Pria yang akrab disapa Atto ini mengatakan, inovasi Rompi KPK bukan inovasi punishment atau hukuman, tetapi inovasi yang bertujuan untuk memberikan edukasi dan pemahaman terhadap anak-anak sekolah agar selalu berbuat jujur di sekolah.

“Rompi KPK tidak dipakaikan kepada anak SD, tetapi rompi itu sebagai media edukasi saja,” jelas Atto.

“Ketika seorang guru menemukan ada murid yang berbuat tidak jujur, dia kemudian dibawa ke ruang Kepala Sekolah tanpa diketahui temannya. Kepala Sekolah mengedukasi dia dengan Rompi KPK, tidak dipakaikan, hanya diperlihatkan saja, bahwa siapa yang berbuat tidak jujur, nanti akan sama dengan orang-orang yang ada di TV dengan rompi orange-nya,” sambung Atto.

Dia berharap, dengan inovasi Rompi KPK, akan tertanam nilai-nilai kejujuran terhadap sang anak untuk selalu berbuat jujur, sehingga kelak saat dewasa, nilai-nilai kejujuran yang sudah ditanamkan sejak dini itu, bisa menjadi pelindung terhadap berbagai godaan dan pengaruh buruk yang begitu banyak tersedia di muka bumi.

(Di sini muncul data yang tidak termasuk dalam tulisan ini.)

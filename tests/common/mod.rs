//! Shared utilities for integration tests: recording collaborators and a
//! stub discovery service.

#![allow(dead_code)]

use std::net::SocketAddr;
use std::sync::atomic::{AtomicUsize, Ordering};
use std::sync::{Arc, Mutex};
use std::time::Duration;

use async_trait::async_trait;
use axum::{
    extract::State,
    http::{HeaderMap, StatusCode},
    routing::{get, post},
    Json, Router,
};
use serde_json::Value;
use tokio::net::TcpListener;

use doc_orchestrator::config::{ServiceConfig, StartupContext};
use doc_orchestrator::database::{DatabaseError, DatabaseGate};
use doc_orchestrator::http::RouteLoader;
use doc_orchestrator::registration::{RegistrationDescriptor, RegistrationError, Registrar};
use doc_orchestrator::services::{BackgroundService, ServiceContext, ServiceError};
use doc_orchestrator::{Collaborators, Shutdown};

/// Ordered record of collaborator calls across the whole sequence.
pub type EventLog = Arc<Mutex<Vec<String>>>;

pub fn event_log() -> EventLog {
    Arc::new(Mutex::new(Vec::new()))
}

pub fn events(log: &EventLog) -> Vec<String> {
    log.lock().unwrap().clone()
}

/// Defaults bound to an ephemeral loopback port.
pub fn test_config() -> ServiceConfig {
    let mut config = ServiceConfig::default();
    config.listener.bind_host = "127.0.0.1".into();
    config.listener.port = 0;
    config
}

pub fn test_context(config: ServiceConfig) -> Arc<StartupContext> {
    Arc::new(StartupContext::from_config(config))
}

pub fn no_proxy_client() -> reqwest::Client {
    reqwest::Client::builder().no_proxy().build().unwrap()
}

pub struct MockGate {
    log: EventLog,
    fail: bool,
    pub disconnects: AtomicUsize,
}

impl MockGate {
    pub fn new(log: &EventLog, fail: bool) -> Self {
        Self {
            log: log.clone(),
            fail,
            disconnects: AtomicUsize::new(0),
        }
    }
}

#[async_trait]
impl DatabaseGate for MockGate {
    async fn connect(&self, _uri: &str) -> Result<(), DatabaseError> {
        self.log.lock().unwrap().push("db".into());
        if self.fail {
            Err(DatabaseError::Connect("connection refused".into()))
        } else {
            Ok(())
        }
    }

    async fn disconnect(&self) {
        self.disconnects.fetch_add(1, Ordering::SeqCst);
    }
}

pub struct RecordingService {
    name: String,
    log: EventLog,
    fail: bool,
}

impl RecordingService {
    pub fn new(name: &str, log: &EventLog, fail: bool) -> Self {
        Self {
            name: name.into(),
            log: log.clone(),
            fail,
        }
    }
}

impl BackgroundService for RecordingService {
    fn name(&self) -> &str {
        &self.name
    }

    fn start(&self, _ctx: ServiceContext) -> Result<(), ServiceError> {
        self.log.lock().unwrap().push(self.name.clone());
        if self.fail {
            Err(ServiceError::Start {
                name: self.name.clone(),
                reason: "broker unreachable".into(),
            })
        } else {
            Ok(())
        }
    }
}

/// Service whose start stands in for a stop signal arriving mid-startup.
pub struct StoppingService {
    shutdown: Shutdown,
}

impl StoppingService {
    pub fn new(shutdown: &Shutdown) -> Self {
        Self {
            shutdown: shutdown.clone(),
        }
    }
}

impl BackgroundService for StoppingService {
    fn name(&self) -> &str {
        "stopper"
    }

    fn start(&self, _ctx: ServiceContext) -> Result<(), ServiceError> {
        self.shutdown.trigger();
        Ok(())
    }
}

pub struct RecordingRoutes {
    log: EventLog,
}

impl RecordingRoutes {
    pub fn new(log: &EventLog) -> Self {
        Self { log: log.clone() }
    }
}

impl RouteLoader for RecordingRoutes {
    fn load_routes(&self, router: Router) -> Router {
        self.log.lock().unwrap().push("routes".into());
        router.route("/hello", get(|| async { "hello" }))
    }
}

/// Registrar that proves the server answers before accepting the
/// registration.
pub struct PingingRegistrar {
    log: EventLog,
    fail: bool,
    pub seen: Mutex<Vec<SocketAddr>>,
}

impl PingingRegistrar {
    pub fn new(log: &EventLog, fail: bool) -> Self {
        Self {
            log: log.clone(),
            fail,
            seen: Mutex::new(Vec::new()),
        }
    }

    pub fn calls(&self) -> usize {
        self.seen.lock().unwrap().len()
    }
}

#[async_trait]
impl Registrar for PingingRegistrar {
    async fn register(
        &self,
        _descriptor: &RegistrationDescriptor,
        local_addr: SocketAddr,
    ) -> Result<(), RegistrationError> {
        self.log.lock().unwrap().push("register".into());
        self.seen.lock().unwrap().push(local_addr);

        let pong = no_proxy_client()
            .get(format!("http://{}/ping", local_addr))
            .send()
            .await
            .map_err(|e| RegistrationError::Transport(e.to_string()))?
            .text()
            .await
            .map_err(|e| RegistrationError::Transport(e.to_string()))?;
        assert_eq!(pong, "pong", "server must be live before registration");

        if self.fail {
            Err(RegistrationError::Rejected {
                status: 401,
                body: "bad token".into(),
            })
        } else {
            Ok(())
        }
    }
}

pub struct Harness {
    pub log: EventLog,
    pub gate: Arc<MockGate>,
    pub registrar: Arc<PingingRegistrar>,
}

impl Harness {
    pub fn new(db_fails: bool, registration_fails: bool) -> Self {
        let log = event_log();
        Self {
            gate: Arc::new(MockGate::new(&log, db_fails)),
            registrar: Arc::new(PingingRegistrar::new(&log, registration_fails)),
            log,
        }
    }

    pub fn collaborators(&self, failing_services: &[&str]) -> Collaborators {
        let services = ["tasks-queue", "status-queue"]
            .iter()
            .map(|name| {
                Arc::new(RecordingService::new(name, &self.log, failing_services.contains(name)))
                    as Arc<dyn BackgroundService>
            })
            .collect();
        Collaborators {
            database: self.gate.clone(),
            services,
            routes: Arc::new(RecordingRoutes::new(&self.log)),
            registrar: self.registrar.clone(),
        }
    }
}

/// A captured registration request: authorization header and JSON body.
pub type CapturedRequest = (Option<String>, Value);

#[derive(Clone)]
struct StubState {
    status: StatusCode,
    requests: Arc<Mutex<Vec<CapturedRequest>>>,
}

/// Stub discovery service answering every registration with `status`.
pub struct DiscoveryStub {
    pub addr: SocketAddr,
    requests: Arc<Mutex<Vec<CapturedRequest>>>,
}

impl DiscoveryStub {
    pub async fn start(status: StatusCode) -> Self {
        let requests = Arc::new(Mutex::new(Vec::new()));
        let state = StubState {
            status,
            requests: requests.clone(),
        };
        let app = Router::new()
            .route("/api/v1/microservice", post(register_handler))
            .with_state(state);

        let listener = TcpListener::bind("127.0.0.1:0").await.unwrap();
        let addr = listener.local_addr().unwrap();
        tokio::spawn(async move {
            let _ = axum::serve(listener, app).await;
        });

        Self { addr, requests }
    }

    pub fn url(&self) -> String {
        format!("http://{}", self.addr)
    }

    pub fn requests(&self) -> Vec<CapturedRequest> {
        self.requests.lock().unwrap().clone()
    }
}

async fn register_handler(
    State(state): State<StubState>,
    headers: HeaderMap,
    Json(body): Json<Value>,
) -> StatusCode {
    let auth = headers
        .get("authorization")
        .and_then(|v| v.to_str().ok())
        .map(str::to_string);
    state.requests.lock().unwrap().push((auth, body));
    state.status
}

/// Poll until `addr` refuses connections.
pub async fn wait_until_closed(addr: SocketAddr) -> bool {
    for _ in 0..100 {
        if tokio::net::TcpStream::connect(addr).await.is_err() {
            return true;
        }
        tokio::time::sleep(Duration::from_millis(10)).await;
    }
    false
}
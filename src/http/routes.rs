//! Route table supplied to the server.

use std::time::Instant;

use axum::{extract::State, routing::get, Json, Router};
use serde::Serialize;

/// Supplies the route table. Called exactly once, synchronously, while the
/// application is built and before the listener accepts connections.
pub trait RouteLoader: Send + Sync {
    fn load_routes(&self, router: Router) -> Router;
}

/// Routes bundled with the service binary.
pub struct ServiceRoutes {
    started: Instant,
}

impl ServiceRoutes {
    pub fn new() -> Self {
        Self { started: Instant::now() }
    }
}

impl Default for ServiceRoutes {
    fn default() -> Self {
        Self::new()
    }
}

#[derive(Serialize)]
struct Health {
    status: &'static str,
    uptime_secs: u64,
}

async fn healthcheck(State(started): State<Instant>) -> Json<Health> {
    Json(Health {
        status: "ok",
        uptime_secs: started.elapsed().as_secs(),
    })
}

impl RouteLoader for ServiceRoutes {
    fn load_routes(&self, router: Router) -> Router {
        router.merge(
            Router::new()
                .route("/healthcheck", get(healthcheck))
                .with_state(self.started),
        )
    }
}
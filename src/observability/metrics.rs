//! Metrics collection and exposition.
//!
//! # Metrics
//! - `doc_orchestrator_errors_normalized_total` (counter): handled errors by status
//! - `doc_orchestrator_startup_stage` (gauge): ordinal of the current startup stage
//! - `doc_orchestrator_registration_total` (counter): registration attempts by outcome
//! - `doc_orchestrator_consumer_up` (gauge): 1 while a queue consumer runs

use std::net::SocketAddr;

use metrics::{counter, gauge};
use metrics_exporter_prometheus::PrometheusBuilder;

/// Install the Prometheus recorder and its scrape listener.
pub fn init_metrics(addr: SocketAddr) {
    match PrometheusBuilder::new().with_http_listener(addr).install() {
        Ok(()) => tracing::info!(address = %addr, "Metrics exporter listening"),
        Err(e) => tracing::error!(address = %addr, error = %e, "Failed to install metrics exporter"),
    }
}

pub fn record_normalized_error(status: u16) {
    counter!("doc_orchestrator_errors_normalized_total", "status" => status.to_string()).increment(1);
}

pub fn record_startup_stage(ordinal: u8) {
    gauge!("doc_orchestrator_startup_stage").set(f64::from(ordinal));
}

pub fn record_registration(success: bool) {
    let outcome = if success { "success" } else { "failure" };
    counter!("doc_orchestrator_registration_total", "outcome" => outcome).increment(1);
}

pub fn record_consumer_up(queue: &str, up: bool) {
    gauge!("doc_orchestrator_consumer_up", "queue" => queue.to_string()).set(if up { 1.0 } else { 0.0 });
}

“Paling tidak, tertanam di benak mereka, para anak ini, bahwa ternyata saya pernah diedukasi dengan Rompi KPK waktu sekolah dulu,” imbuhnya.

Atto mengakui, inovasi ini sempat mendapat penolakan dari orang tua siswa. Pasalnya, inovasi dia belum tersosialisasin dengan baik.

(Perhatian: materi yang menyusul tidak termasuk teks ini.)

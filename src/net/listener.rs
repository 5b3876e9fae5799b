//! TCP listener binding.

use tokio::net::TcpListener;

/// Error type for listener operations.
#[derive(Debug)]
pub enum ListenerError {
    /// Failed to bind to address.
    Bind(String, std::io::Error),
}

impl std::fmt::Display for ListenerError {
    fn fmt(&self, f: &mut std::fmt::Formatter<'_>) -> std::fmt::Result {
        match self {
            ListenerError::Bind(addr, e) => write!(f, "Failed to bind {}: {}", addr, e),
        }
    }
}

impl std::error::Error for ListenerError {}

/// Bind a TCP listener on `address` (`host:port`, host names allowed).
pub async fn bind(address: &str) -> Result<TcpListener, ListenerError> {
    let listener = TcpListener::bind(address)
        .await
        .map_err(|e| ListenerError::Bind(address.to_string(), e))?;

    let local_addr = listener
        .local_addr()
        .map_err(|e| ListenerError::Bind(address.to_string(), e))?;

    tracing::info!(address = %local_addr, "Listener bound");
    Ok(listener)
}
//! Error normalization middleware.
//! Outermost layer: every raised error leaves as a JSON-API error envelope.

use std::any::Any;

use axum::{
    body::Body,
    extract::State,
    http::Request,
    middleware::Next,
    response::{IntoResponse, Response},
};

use crate::config::RunMode;
use crate::http::error::{NormalizedError, RaisedError};
use crate::http::X_REQUEST_ID;
use crate::observability::metrics;

pub async fn error_normalization_middleware(
    State(run_mode): State<RunMode>,
    request: Request<Body>,
    next: Next,
) -> Response {
    let method = request.method().clone();
    let path = request.uri().path().to_string();

    let mut response = next.run(request).await;

    // No raised error: the response passes through untouched.
    let Some(raised) = response.extensions_mut().remove::<RaisedError>() else {
        return response;
    };

    let request_id = response
        .headers()
        .get(X_REQUEST_ID)
        .and_then(|v| v.to_str().ok())
        .unwrap_or("unknown")
        .to_string();

    let interpreted = raised.interpret();
    if interpreted.decode_failed {
        tracing::debug!(request_id = %request_id, "Raised error is not a structured payload, using raw value");
    }

    let normalized = NormalizedError::resolve(&interpreted, raised.response_status(), run_mode);

    tracing::error!(
        request_id = %request_id,
        method = %method,
        path = %path,
        status = normalized.status,
        error = %interpreted.message,
        "Request failed"
    );
    metrics::record_normalized_error(normalized.status);

    let mut normalized_response = normalized.into_response();
    if let Some(id) = response.headers().get(X_REQUEST_ID) {
        normalized_response.headers_mut().insert(X_REQUEST_ID, id.clone());
    }
    normalized_response
}

/// `CatchPanicLayer` hook: a panicking handler becomes an opaque raised
/// error so it is normalized like any other.
pub fn panic_to_raised_error(panic: Box<dyn Any + Send + 'static>) -> Response {
    let message = if let Some(s) = panic.downcast_ref::<String>() {
        s.clone()
    } else if let Some(s) = panic.downcast_ref::<&str>() {
        s.to_string()
    } else {
        "handler panicked".to_string()
    };
    RaisedError::opaque(message).into_response()
}

#[cfg(test)]
mod tests {
    use super::*;
    use axum::http::StatusCode;

    #[test]
    fn test_panic_payloads() {
        let response = panic_to_raised_error(Box::new("static str"));
        assert_eq!(response.status(), StatusCode::INTERNAL_SERVER_ERROR);
        assert_eq!(
            response.extensions().get::<RaisedError>(),
            Some(&RaisedError::opaque("static str"))
        );

        let response = panic_to_raised_error(Box::new(String::from("owned")));
        assert_eq!(
            response.extensions().get::<RaisedError>(),
            Some(&RaisedError::opaque("owned"))
        );

        let response = panic_to_raised_error(Box::new(7u8));
        assert_eq!(
            response.extensions().get::<RaisedError>(),
            Some(&RaisedError::opaque("handler panicked"))
        );
    }
}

“Kendala awalnya sih dukungan orang tua, yang belum teredukasi dengan baik terhadap inovasi ini. Ketika kita sosialisasikan bersama pihak komite sekolah, bahwa inovasi ini bukan media hukuman, tapi hanya sebagai media edukasi saja,” terangnya.

Siapa yang menginspirasi dia melahirkan inovasi ini? Rupanya Atto hanya memperkaya wawasannya dengan banyak membaca berbagai literasi yang ada.

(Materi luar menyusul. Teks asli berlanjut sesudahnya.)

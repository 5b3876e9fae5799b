//! OS signal handling.
//!
//! SIGINT (Ctrl+C) and, on Unix, SIGTERM both trigger graceful shutdown.

use crate::lifecycle::shutdown::Shutdown;

/// Resolve when the process is asked to stop.
pub async fn wait_for_signal() {
    let ctrl_c = async {
        if let Err(e) = tokio::signal::ctrl_c().await {
            tracing::error!(error = %e, "Failed to install Ctrl+C handler");
            std::future::pending::<()>().await;
        }
    };

    #[cfg(unix)]
    let terminate = async {
        match tokio::signal::unix::signal(tokio::signal::unix::SignalKind::terminate()) {
            Ok(mut stream) => {
                stream.recv().await;
            }
            Err(e) => {
                tracing::error!(error = %e, "Failed to install SIGTERM handler");
                std::future::pending::<()>().await;
            }
        }
    };

    #[cfg(not(unix))]
    let terminate = std::future::pending::<()>();

    tokio::select! {
        _ = ctrl_c => {},
        _ = terminate => {},
    }
}

/// Spawn a task that triggers `shutdown` on the first stop signal.
pub fn spawn_signal_listener(shutdown: Shutdown) {
    tokio::spawn(async move {
        wait_for_signal().await;
        tracing::info!("Shutdown signal received");
        shutdown.trigger();
    });
}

“Saya pernah membaca salah satu referensi bahwa ternyata di negara Jepang itu, orang tua siswa tidak pernah bangga kalau anaknya dapat nilai 10, tapi justru mereka malu kalau anaknya datang terlambat ke sekolah. Ini artinya apa? Bahwa nilai kejujuran itu sangat penting. Prinsipnya adalah, lebih baik dapat nol tapi kita sendiri yang kerjakan, ketimbang dapat 10 tapi orang lain yang kerjakan. Ini adalah pendidikan karakter yang sangat baik, yang harus kita tanamkan kepada anak-anak kita,” papar dia.